**Work to complete:**
Sort through the listing below and keep each line with the word "order". Copy those.

**Records for this task:**
= = = = = = =

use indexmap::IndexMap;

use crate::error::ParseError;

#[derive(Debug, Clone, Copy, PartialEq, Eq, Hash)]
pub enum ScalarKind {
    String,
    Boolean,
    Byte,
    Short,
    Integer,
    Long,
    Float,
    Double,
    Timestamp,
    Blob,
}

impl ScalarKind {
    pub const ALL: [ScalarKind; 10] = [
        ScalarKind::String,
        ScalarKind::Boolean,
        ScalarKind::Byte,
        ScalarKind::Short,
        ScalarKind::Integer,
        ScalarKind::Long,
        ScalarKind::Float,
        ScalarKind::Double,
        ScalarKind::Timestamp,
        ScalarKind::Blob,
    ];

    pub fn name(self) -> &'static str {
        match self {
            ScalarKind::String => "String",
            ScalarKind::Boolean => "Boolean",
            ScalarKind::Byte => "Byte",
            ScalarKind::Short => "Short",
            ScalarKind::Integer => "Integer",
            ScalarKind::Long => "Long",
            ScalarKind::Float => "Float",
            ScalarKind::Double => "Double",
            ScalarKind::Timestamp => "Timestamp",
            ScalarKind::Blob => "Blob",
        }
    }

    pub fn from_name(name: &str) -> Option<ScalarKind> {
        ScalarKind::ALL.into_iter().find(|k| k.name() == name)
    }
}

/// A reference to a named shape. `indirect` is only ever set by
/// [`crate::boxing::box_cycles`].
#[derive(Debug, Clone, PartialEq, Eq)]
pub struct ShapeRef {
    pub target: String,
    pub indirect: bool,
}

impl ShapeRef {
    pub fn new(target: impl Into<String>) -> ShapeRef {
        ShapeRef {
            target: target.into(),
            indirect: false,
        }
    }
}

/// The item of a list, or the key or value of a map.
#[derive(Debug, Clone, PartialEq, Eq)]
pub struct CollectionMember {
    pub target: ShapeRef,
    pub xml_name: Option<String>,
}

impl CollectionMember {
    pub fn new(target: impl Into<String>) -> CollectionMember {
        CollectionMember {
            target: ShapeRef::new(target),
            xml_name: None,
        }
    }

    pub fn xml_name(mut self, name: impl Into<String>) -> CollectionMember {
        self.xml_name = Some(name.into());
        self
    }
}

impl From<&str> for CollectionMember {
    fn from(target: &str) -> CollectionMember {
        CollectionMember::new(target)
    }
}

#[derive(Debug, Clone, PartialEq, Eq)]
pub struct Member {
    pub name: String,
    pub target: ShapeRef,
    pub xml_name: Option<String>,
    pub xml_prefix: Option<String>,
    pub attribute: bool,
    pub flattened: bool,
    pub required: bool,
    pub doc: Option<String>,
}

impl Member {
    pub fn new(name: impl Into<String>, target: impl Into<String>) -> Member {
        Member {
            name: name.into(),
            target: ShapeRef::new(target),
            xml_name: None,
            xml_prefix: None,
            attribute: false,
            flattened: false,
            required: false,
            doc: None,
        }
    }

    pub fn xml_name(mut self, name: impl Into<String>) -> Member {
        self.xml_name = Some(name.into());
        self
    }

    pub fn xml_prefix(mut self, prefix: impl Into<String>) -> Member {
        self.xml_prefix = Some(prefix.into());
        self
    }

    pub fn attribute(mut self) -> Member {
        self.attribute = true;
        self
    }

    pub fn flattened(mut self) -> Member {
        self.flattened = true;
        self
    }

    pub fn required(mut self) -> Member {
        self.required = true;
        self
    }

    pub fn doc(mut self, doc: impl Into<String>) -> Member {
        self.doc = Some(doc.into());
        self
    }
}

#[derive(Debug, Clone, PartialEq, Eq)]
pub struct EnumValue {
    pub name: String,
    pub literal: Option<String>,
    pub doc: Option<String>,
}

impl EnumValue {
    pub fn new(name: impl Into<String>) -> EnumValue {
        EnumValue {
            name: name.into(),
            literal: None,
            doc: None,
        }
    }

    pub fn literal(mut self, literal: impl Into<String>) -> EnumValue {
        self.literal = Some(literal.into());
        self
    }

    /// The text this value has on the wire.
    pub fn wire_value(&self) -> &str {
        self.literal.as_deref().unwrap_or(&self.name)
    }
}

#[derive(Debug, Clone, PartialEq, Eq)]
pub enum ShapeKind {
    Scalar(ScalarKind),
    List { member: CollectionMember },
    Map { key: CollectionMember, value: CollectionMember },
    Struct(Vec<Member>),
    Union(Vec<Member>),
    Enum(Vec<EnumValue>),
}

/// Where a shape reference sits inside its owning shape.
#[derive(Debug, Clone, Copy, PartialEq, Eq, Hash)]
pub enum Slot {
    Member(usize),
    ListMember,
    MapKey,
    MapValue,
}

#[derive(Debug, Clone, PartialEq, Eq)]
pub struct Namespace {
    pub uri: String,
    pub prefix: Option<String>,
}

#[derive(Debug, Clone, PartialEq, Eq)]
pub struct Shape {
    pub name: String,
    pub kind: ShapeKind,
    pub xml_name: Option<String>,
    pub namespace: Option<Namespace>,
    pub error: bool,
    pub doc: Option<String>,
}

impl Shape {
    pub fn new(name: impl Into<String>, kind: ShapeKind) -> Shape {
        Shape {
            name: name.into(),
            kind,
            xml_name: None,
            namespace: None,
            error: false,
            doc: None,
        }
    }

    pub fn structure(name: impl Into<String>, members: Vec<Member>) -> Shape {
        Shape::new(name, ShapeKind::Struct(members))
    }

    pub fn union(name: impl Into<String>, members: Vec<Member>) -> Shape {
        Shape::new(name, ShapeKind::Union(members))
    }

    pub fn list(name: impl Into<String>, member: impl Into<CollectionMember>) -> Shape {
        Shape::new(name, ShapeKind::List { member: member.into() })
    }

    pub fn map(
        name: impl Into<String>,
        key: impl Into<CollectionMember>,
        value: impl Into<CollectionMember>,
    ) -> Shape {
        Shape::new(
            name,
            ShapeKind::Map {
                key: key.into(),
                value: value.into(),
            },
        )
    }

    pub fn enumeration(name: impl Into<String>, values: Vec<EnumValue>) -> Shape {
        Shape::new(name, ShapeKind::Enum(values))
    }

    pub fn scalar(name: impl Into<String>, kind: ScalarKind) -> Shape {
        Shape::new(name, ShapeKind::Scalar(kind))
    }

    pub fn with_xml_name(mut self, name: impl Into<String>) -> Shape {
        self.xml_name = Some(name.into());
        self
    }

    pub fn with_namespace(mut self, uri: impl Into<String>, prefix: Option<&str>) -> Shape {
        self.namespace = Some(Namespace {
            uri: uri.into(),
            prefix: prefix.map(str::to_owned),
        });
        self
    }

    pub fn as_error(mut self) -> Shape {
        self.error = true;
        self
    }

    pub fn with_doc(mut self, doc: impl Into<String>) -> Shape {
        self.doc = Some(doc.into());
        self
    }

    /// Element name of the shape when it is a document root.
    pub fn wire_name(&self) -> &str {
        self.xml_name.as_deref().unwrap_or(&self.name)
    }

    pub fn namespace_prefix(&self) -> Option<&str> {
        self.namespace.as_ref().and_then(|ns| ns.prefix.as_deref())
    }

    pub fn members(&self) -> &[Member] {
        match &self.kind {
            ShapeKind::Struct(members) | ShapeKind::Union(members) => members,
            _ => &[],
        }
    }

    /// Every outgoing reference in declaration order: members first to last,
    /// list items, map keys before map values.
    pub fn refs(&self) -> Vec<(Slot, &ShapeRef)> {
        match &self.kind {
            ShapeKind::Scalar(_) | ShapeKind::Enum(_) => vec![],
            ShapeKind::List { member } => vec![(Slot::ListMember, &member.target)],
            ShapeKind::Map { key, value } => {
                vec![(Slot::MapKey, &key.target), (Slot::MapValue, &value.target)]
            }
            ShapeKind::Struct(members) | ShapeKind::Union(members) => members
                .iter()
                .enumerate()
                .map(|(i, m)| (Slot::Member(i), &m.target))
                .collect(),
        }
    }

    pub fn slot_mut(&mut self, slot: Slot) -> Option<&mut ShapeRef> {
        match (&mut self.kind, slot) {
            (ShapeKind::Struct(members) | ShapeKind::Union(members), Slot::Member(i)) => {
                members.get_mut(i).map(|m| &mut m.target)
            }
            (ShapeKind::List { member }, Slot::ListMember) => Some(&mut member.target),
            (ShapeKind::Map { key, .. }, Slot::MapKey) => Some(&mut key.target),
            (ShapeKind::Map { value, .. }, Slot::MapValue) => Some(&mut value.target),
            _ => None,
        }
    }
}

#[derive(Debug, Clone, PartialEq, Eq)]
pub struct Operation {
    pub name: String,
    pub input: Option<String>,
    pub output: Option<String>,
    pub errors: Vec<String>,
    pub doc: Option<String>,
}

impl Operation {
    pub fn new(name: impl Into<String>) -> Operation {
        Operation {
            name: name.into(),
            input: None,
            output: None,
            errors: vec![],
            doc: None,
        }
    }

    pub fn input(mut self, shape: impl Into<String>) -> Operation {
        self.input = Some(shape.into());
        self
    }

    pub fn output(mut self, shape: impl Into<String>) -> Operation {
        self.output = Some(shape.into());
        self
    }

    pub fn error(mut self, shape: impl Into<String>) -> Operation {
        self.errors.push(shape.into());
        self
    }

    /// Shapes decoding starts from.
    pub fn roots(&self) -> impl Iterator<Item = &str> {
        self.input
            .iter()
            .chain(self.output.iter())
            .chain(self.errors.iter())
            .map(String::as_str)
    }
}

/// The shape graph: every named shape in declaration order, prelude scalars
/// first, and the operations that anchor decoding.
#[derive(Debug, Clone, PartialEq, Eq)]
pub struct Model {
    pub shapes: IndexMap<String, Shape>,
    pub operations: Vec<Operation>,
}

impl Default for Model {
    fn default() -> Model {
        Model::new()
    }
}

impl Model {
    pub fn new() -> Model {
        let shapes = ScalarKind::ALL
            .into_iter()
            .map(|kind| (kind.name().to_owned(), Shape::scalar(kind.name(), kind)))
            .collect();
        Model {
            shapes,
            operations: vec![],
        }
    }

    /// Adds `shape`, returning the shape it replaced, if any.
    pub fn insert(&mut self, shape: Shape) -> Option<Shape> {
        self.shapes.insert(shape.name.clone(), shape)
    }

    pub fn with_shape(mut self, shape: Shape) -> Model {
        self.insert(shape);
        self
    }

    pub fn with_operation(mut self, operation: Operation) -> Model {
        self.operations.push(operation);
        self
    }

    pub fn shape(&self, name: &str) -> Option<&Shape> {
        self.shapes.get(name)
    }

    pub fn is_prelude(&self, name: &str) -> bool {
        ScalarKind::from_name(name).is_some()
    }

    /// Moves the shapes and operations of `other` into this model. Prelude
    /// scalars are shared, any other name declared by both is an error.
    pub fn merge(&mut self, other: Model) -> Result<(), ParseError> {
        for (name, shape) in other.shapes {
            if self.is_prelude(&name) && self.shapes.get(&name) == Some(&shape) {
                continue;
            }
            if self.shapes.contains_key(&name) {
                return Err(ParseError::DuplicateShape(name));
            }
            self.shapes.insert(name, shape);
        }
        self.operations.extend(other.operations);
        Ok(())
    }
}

= = = = = = =

**Response to this exercise:**
    /// Every outgoing reference in declaration order: members first to last,
/// The shape graph: every named shape in declaration order, prelude scalars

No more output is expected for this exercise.